Experimental evidence for hydrophobic matching and membrane-mediated interactions in lipid bilayers containing gramicidin.

Hydrophobic matching, in which transmembrane proteins cause the surrounding lipid bilayer to adjust its hydrocarbon thickness to match the length of the hydrophobic surface of the protein, is a commonly accepted idea in membrane biophysics. To test this idea, gramicidin (gD) was embedded in 1, 2-dilauroyl-sn-glycero-3-phosphocholine (DLPC) and 1, 2-myristoyl-sn-glycero-3-phosphocholine (DMPC) bilayers at the peptide/lipid molar ratio of 1:10. Circular dichroism (CD) was measured to ensure that the gramicidin was in the beta6.3 helix form.

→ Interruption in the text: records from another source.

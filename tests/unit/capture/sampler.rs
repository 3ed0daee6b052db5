use super::*;

use std::sync::atomic::AtomicBool;

const RED_SVG: &str = r##"<svg xmlns="http://www.w3.org/2000/svg" width="2" height="2"><rect width="2" height="2" fill="#ff0000"/></svg>"##;

struct FixedTarget {
    renderable: AtomicBool,
}

impl FixedTarget {
    fn new(renderable: bool) -> Arc<Self> {
        Arc::new(Self {
            renderable: AtomicBool::new(renderable),
        })
    }
}

impl CaptureTarget for FixedTarget {
    fn is_attached(&self) -> bool {
        true
    }

    fn size(&self) -> (u32, u32) {
        (2, 2)
    }

    fn snapshot(&self) -> Option<SvgSnapshot> {
        if self.renderable.load(Ordering::Relaxed) {
            Some(SvgSnapshot::new(RED_SVG))
        } else {
            None
        }
    }
}

#[test]
fn unrenderable_ticks_are_skipped() {
    let (sampler, _stream) = FrameSampler::new(FixedTarget::new(false));
    sampler.sample();
    sampler.sample();
    assert_eq!(sampler.frames_sampled(), 0);
}

#[test]
fn sampling_counts_and_overwrites_the_slot() {
    let (sampler, mut stream) = FrameSampler::new(FixedTarget::new(true));
    sampler.sample();
    sampler.sample();
    sampler.sample();
    assert_eq!(sampler.frames_sampled(), 3);

    // Only the newest snapshot is held; intermediate ones were overwritten.
    assert!(stream.rx.has_changed().unwrap());
    assert!(stream.rx.borrow_and_update().is_some());
    assert!(!stream.rx.has_changed().unwrap());
}

#[tokio::test]
async fn drive_surface_presents_the_latest_snapshot() {
    let (sampler, stream) = FrameSampler::new(FixedTarget::new(true));
    let surface = Arc::new(Surface::new(4, 4));
    let drain = tokio::spawn(stream.drive_surface(Arc::clone(&surface)));

    sampler.sample();
    drop(sampler);
    drain.await.unwrap();

    assert_eq!(surface.frames_presented(), 1);
    let mut pixels = vec![0u8; 4 * 4 * 4];
    surface.copy_into(&mut pixels);
    assert_eq!(&pixels[..4], &[255, 0, 0, 255]);
}

#[tokio::test]
async fn drive_surface_exits_when_sampler_drops() {
    let (sampler, stream) = FrameSampler::new(FixedTarget::new(true));
    let surface = Arc::new(Surface::new(4, 4));
    let drain = tokio::spawn(stream.drive_surface(surface));
    drop(sampler);
    drain.await.unwrap();
}

#[test]
fn rasterize_fills_the_requested_size() {
    let rgba = rasterize_snapshot(&SvgSnapshot::new(RED_SVG), 4, 4).unwrap();
    assert_eq!(rgba.len(), 4 * 4 * 4);
    for px in rgba.chunks_exact(4) {
        assert_eq!(px, &[255, 0, 0, 255]);
    }
}

#[test]
fn rasterize_rejects_bad_inputs() {
    assert!(rasterize_snapshot(&SvgSnapshot::new(RED_SVG), 0, 4).is_err());
    assert!(rasterize_snapshot(&SvgSnapshot::new("not svg at all"), 4, 4).is_err());
}

#[test]
fn flatten_blends_partial_alpha_over_white() {
    // Premultiplied red @ ~50% alpha over white.
    let mut rgba = vec![128u8, 0, 0, 128];
    flatten_premul_over_white(&mut rgba);
    assert_eq!(rgba, vec![255, 127, 127, 255]);

    // Opaque pixels pass through untouched.
    let mut rgba = vec![10u8, 20, 30, 255];
    flatten_premul_over_white(&mut rgba);
    assert_eq!(rgba, vec![10, 20, 30, 255]);

    // Fully transparent becomes white.
    let mut rgba = vec![0u8, 0, 0, 0];
    flatten_premul_over_white(&mut rgba);
    assert_eq!(rgba, vec![255, 255, 255, 255]);
}
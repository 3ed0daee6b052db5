use std::{
    fs::File,
    io::BufReader,
    path::{Path, PathBuf},
    sync::Arc,
    time::{Duration, Instant},
};

use anyhow::Context as _;
use clap::{Parser, Subcommand};

use chartcast::{
    AnimationProfile, CaptureTarget, ChartKind, DataPoint, DataSeries, ProfileCatalog, Recorder,
    RecordingOpts, SeriesSet, SvgSnapshot, estimate_duration, rasterize_snapshot,
};

#[derive(Parser, Debug)]
#[command(name = "chartcast", version)]
struct Cli {
    #[command(subcommand)]
    cmd: Command,
}

#[derive(Subcommand, Debug)]
enum Command {
    /// Print the estimated animation duration for a chart and data set.
    Estimate(EstimateArgs),
    /// Render one frame of the built-in demo chart as a PNG.
    Frame(FrameArgs),
    /// Record the built-in demo chart animation to a WebM file
    /// (requires `ffmpeg` on PATH).
    Record(RecordArgs),
}

#[derive(Parser, Debug)]
struct EstimateArgs {
    /// Chart kind (line, area, pie, donut, vertical_bar, horizontal_bar, bar_race).
    #[arg(long, default_value = "vertical_bar")]
    kind: String,

    /// Animation style key from the built-in catalog.
    #[arg(long, default_value = "basic")]
    style: String,

    /// Data series JSON; the demo data set is used when omitted.
    #[arg(long = "in")]
    in_path: Option<PathBuf>,
}

#[derive(Parser, Debug)]
struct FrameArgs {
    /// Animation progress in [0, 1].
    #[arg(long, default_value_t = 1.0)]
    progress: f64,

    /// Output PNG path.
    #[arg(long)]
    out: PathBuf,

    /// Frame width in pixels.
    #[arg(long, default_value_t = 1280)]
    width: u32,

    /// Frame height in pixels.
    #[arg(long, default_value_t = 720)]
    height: u32,

    /// Data series JSON; the demo data set is used when omitted.
    #[arg(long = "in")]
    in_path: Option<PathBuf>,
}

#[derive(Parser, Debug)]
struct RecordArgs {
    /// Chart kind for duration estimation.
    #[arg(long, default_value = "vertical_bar")]
    kind: String,

    /// Animation style key from the built-in catalog.
    #[arg(long, default_value = "basic")]
    style: String,

    /// Output WebM path.
    #[arg(long)]
    out: PathBuf,

    /// Sampling and encoding frame rate.
    #[arg(long, default_value_t = 60)]
    fps: u32,

    /// Device-pixel scale applied to the chart's logical size.
    #[arg(long, default_value_t = 2)]
    pixel_ratio: u32,

    /// Data series JSON; the demo data set is used when omitted.
    #[arg(long = "in")]
    in_path: Option<PathBuf>,
}

#[tokio::main(flavor = "current_thread")]
async fn main() -> anyhow::Result<()> {
    tracing_subscriber::fmt()
        .with_env_filter(
            tracing_subscriber::EnvFilter::try_from_default_env()
                .unwrap_or_else(|_| tracing_subscriber::EnvFilter::new("info")),
        )
        .init();

    let cli = Cli::parse();
    match cli.cmd {
        Command::Estimate(args) => cmd_estimate(args),
        Command::Frame(args) => cmd_frame(args),
        Command::Record(args) => cmd_record(args).await,
    }
}

fn read_series_json(path: &Path) -> anyhow::Result<SeriesSet> {
    let f = File::open(path).with_context(|| format!("open series '{}'", path.display()))?;
    let r = BufReader::new(f);
    let series: SeriesSet = serde_json::from_reader(r).with_context(|| "parse series JSON")?;
    series.validate()?;
    Ok(series)
}

fn load_series(path: Option<&Path>) -> anyhow::Result<SeriesSet> {
    match path {
        Some(p) => read_series_json(p),
        None => Ok(demo_series()),
    }
}

fn lookup_profile<'a>(
    catalog: &'a ProfileCatalog,
    kind: ChartKind,
    style: &str,
) -> anyhow::Result<&'a AnimationProfile> {
    catalog.get(kind, style).ok_or_else(|| {
        anyhow::anyhow!(
            "no style '{style}' for kind '{}'; available: {}",
            kind.as_str(),
            catalog.styles_for(kind).join(", ")
        )
    })
}

fn cmd_estimate(args: EstimateArgs) -> anyhow::Result<()> {
    let kind: ChartKind = args.kind.parse()?;
    let catalog = ProfileCatalog::builtin();
    let profile = lookup_profile(&catalog, kind, &args.style)?;
    let series = load_series(args.in_path.as_deref())?;

    let estimated = estimate_duration(kind, Some(profile), &series);
    println!(
        "{} / {} ({} points): {} ms",
        kind.as_str(),
        profile.name,
        series.max_points(),
        estimated.as_millis()
    );
    Ok(())
}

fn cmd_frame(args: FrameArgs) -> anyhow::Result<()> {
    let series = load_series(args.in_path.as_deref())?;
    let svg = demo_chart_svg(&series, args.progress.clamp(0.0, 1.0), 640, 360);
    let rgba = rasterize_snapshot(&SvgSnapshot::new(svg), args.width, args.height)?;

    if let Some(parent) = args.out.parent() {
        std::fs::create_dir_all(parent)
            .with_context(|| format!("create output dir '{}'", parent.display()))?;
    }

    image::save_buffer_with_format(
        &args.out,
        &rgba,
        args.width,
        args.height,
        image::ColorType::Rgba8,
        image::ImageFormat::Png,
    )
    .with_context(|| format!("write png '{}'", args.out.display()))?;

    eprintln!("wrote {}", args.out.display());
    Ok(())
}

async fn cmd_record(args: RecordArgs) -> anyhow::Result<()> {
    let kind: ChartKind = args.kind.parse()?;
    let catalog = ProfileCatalog::builtin();
    let profile = lookup_profile(&catalog, kind, &args.style)?;
    let series = load_series(args.in_path.as_deref())?;

    let expected = estimate_duration(kind, Some(profile), &series);
    let target = Arc::new(DemoChart::new(series.clone(), expected));

    let mut recorder = Recorder::new(RecordingOpts {
        frame_rate: args.fps,
        pixel_ratio: args.pixel_ratio,
        ..RecordingOpts::default()
    });
    let handle = recorder.start(target, &series, kind, Some(profile))?;

    let mut progress = handle.progress_watch();
    let reporter = tokio::spawn(async move {
        while progress.changed().await.is_ok() {
            eprint!("\rrecording: {:>3.0}%", *progress.borrow() * 100.0);
        }
        eprintln!();
    });

    let artifact = handle
        .wait()
        .await
        .ok_or_else(|| anyhow::anyhow!("recording did not produce an artifact"))?;
    let _ = reporter.await;

    if let Some(parent) = args.out.parent() {
        std::fs::create_dir_all(parent)
            .with_context(|| format!("create output dir '{}'", parent.display()))?;
    }
    std::fs::write(&args.out, artifact.data.as_slice())
        .with_context(|| format!("write webm '{}'", args.out.display()))?;

    eprintln!("wrote {} ({} bytes)", args.out.display(), artifact.data.len());
    Ok(())
}

fn demo_series() -> SeriesSet {
    SeriesSet::new(vec![DataSeries {
        name: "Quarterly revenue".to_string(),
        points: vec![
            DataPoint { label: "Q1".to_string(), value: 42.0 },
            DataPoint { label: "Q2".to_string(), value: 67.0 },
            DataPoint { label: "Q3".to_string(), value: 55.0 },
            DataPoint { label: "Q4".to_string(), value: 90.0 },
        ],
    }])
}

/// A self-animating bar chart used as the demo capture target: bar heights
/// ease in over the expected animation duration.
struct DemoChart {
    series: SeriesSet,
    duration: Duration,
    started: Instant,
}

impl DemoChart {
    fn new(series: SeriesSet, duration: Duration) -> Self {
        Self {
            series,
            duration,
            started: Instant::now(),
        }
    }
}

impl CaptureTarget for DemoChart {
    fn is_attached(&self) -> bool {
        true
    }

    fn size(&self) -> (u32, u32) {
        (640, 360)
    }

    fn snapshot(&self) -> Option<SvgSnapshot> {
        let progress = (self.started.elapsed().as_secs_f64() / self.duration.as_secs_f64())
            .clamp(0.0, 1.0);
        Some(SvgSnapshot::new(demo_chart_svg(
            &self.series,
            progress,
            640,
            360,
        )))
    }
}

/// Draw the first series of `set` as vertical bars at `progress` (cubic
/// ease-out), as a complete SVG document.
fn demo_chart_svg(set: &SeriesSet, progress: f64, width: u32, height: u32) -> String {
    let eased = {
        let inv = 1.0 - progress;
        1.0 - inv * inv * inv
    };

    let mut svg = format!(
        "<svg xmlns=\"http://www.w3.org/2000/svg\" width=\"{width}\" height=\"{height}\" \
         viewBox=\"0 0 {width} {height}\">\
         <rect width=\"{width}\" height=\"{height}\" fill=\"#ffffff\"/>"
    );

    let points: &[DataPoint] = set.series.first().map(|s| s.points.as_slice()).unwrap_or(&[]);
    let max = points.iter().map(|p| p.value).fold(f64::EPSILON, f64::max);
    let n = points.len().max(1) as f64;

    let margin = 40.0;
    let plot_w = f64::from(width) - margin * 2.0;
    let plot_h = f64::from(height) - margin * 2.0;
    let slot = plot_w / n;
    let bar_w = slot * 0.6;

    for (i, p) in points.iter().enumerate() {
        let full_h = (p.value / max) * plot_h;
        let bar_h = full_h * eased;
        let x = margin + slot * (i as f64) + (slot - bar_w) / 2.0;
        let y = margin + plot_h - bar_h;
        svg.push_str(&format!(
            "<rect x=\"{x:.1}\" y=\"{y:.1}\" width=\"{bar_w:.1}\" height=\"{bar_h:.1}\" \
             fill=\"#4f7cac\"/>\
             <text x=\"{cx:.1}\" y=\"{ly:.1}\" font-family=\"sans-serif\" font-size=\"14\" \
             text-anchor=\"middle\" fill=\"#333333\">{label}</text>",
            cx = x + bar_w / 2.0,
            ly = margin + plot_h + 20.0,
            label = xml_escape(&p.label),
        ));
    }

    svg.push_str("</svg>");
    svg
}

/// Escape text for use inside an SVG text node; labels are free-form.
fn xml_escape(s: &str) -> String {
    let mut out = String::with_capacity(s.len());
    for c in s.chars() {
        match c {
            '&' => out.push_str("&amp;"),
            '<' => out.push_str("&lt;"),
            '>' => out.push_str("&gt;"),
            _ => out.push(c),
        }
    }
    out
}
pub mod error;
pub mod controller;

The bilayer thickness (the phosphate-to-phosphate distance, or PtP) was measured by x-ray lamellar diffraction. In the Lalpha phase near full hydration, PtP is 30.8 A for pure DLPC, 32.1 A for the DLPC/gD mixture, 35.3 A for pure DMPC, and 32.7 A for the DMPC/gD mixture. Gramicidin apparently stretches DLPC and thins DMPC toward a common thickness as expected by hydrophobic matching. Concurrently, gramicidin-gramicidin correlations were measured by x-ray in-plane scattering. In the fluid phase, the gramicidin-gramicidin nearest-neighbor separation is 26.8 A in DLPC, but shortens to 23.3 A in DMPC. These experiments confirm the conjecture that when proteins are embedded in a membrane, hydrophobic matching creates a strain field in the lipid bilayer that in turn gives rise to a membrane-mediated attractive potential between proteins.     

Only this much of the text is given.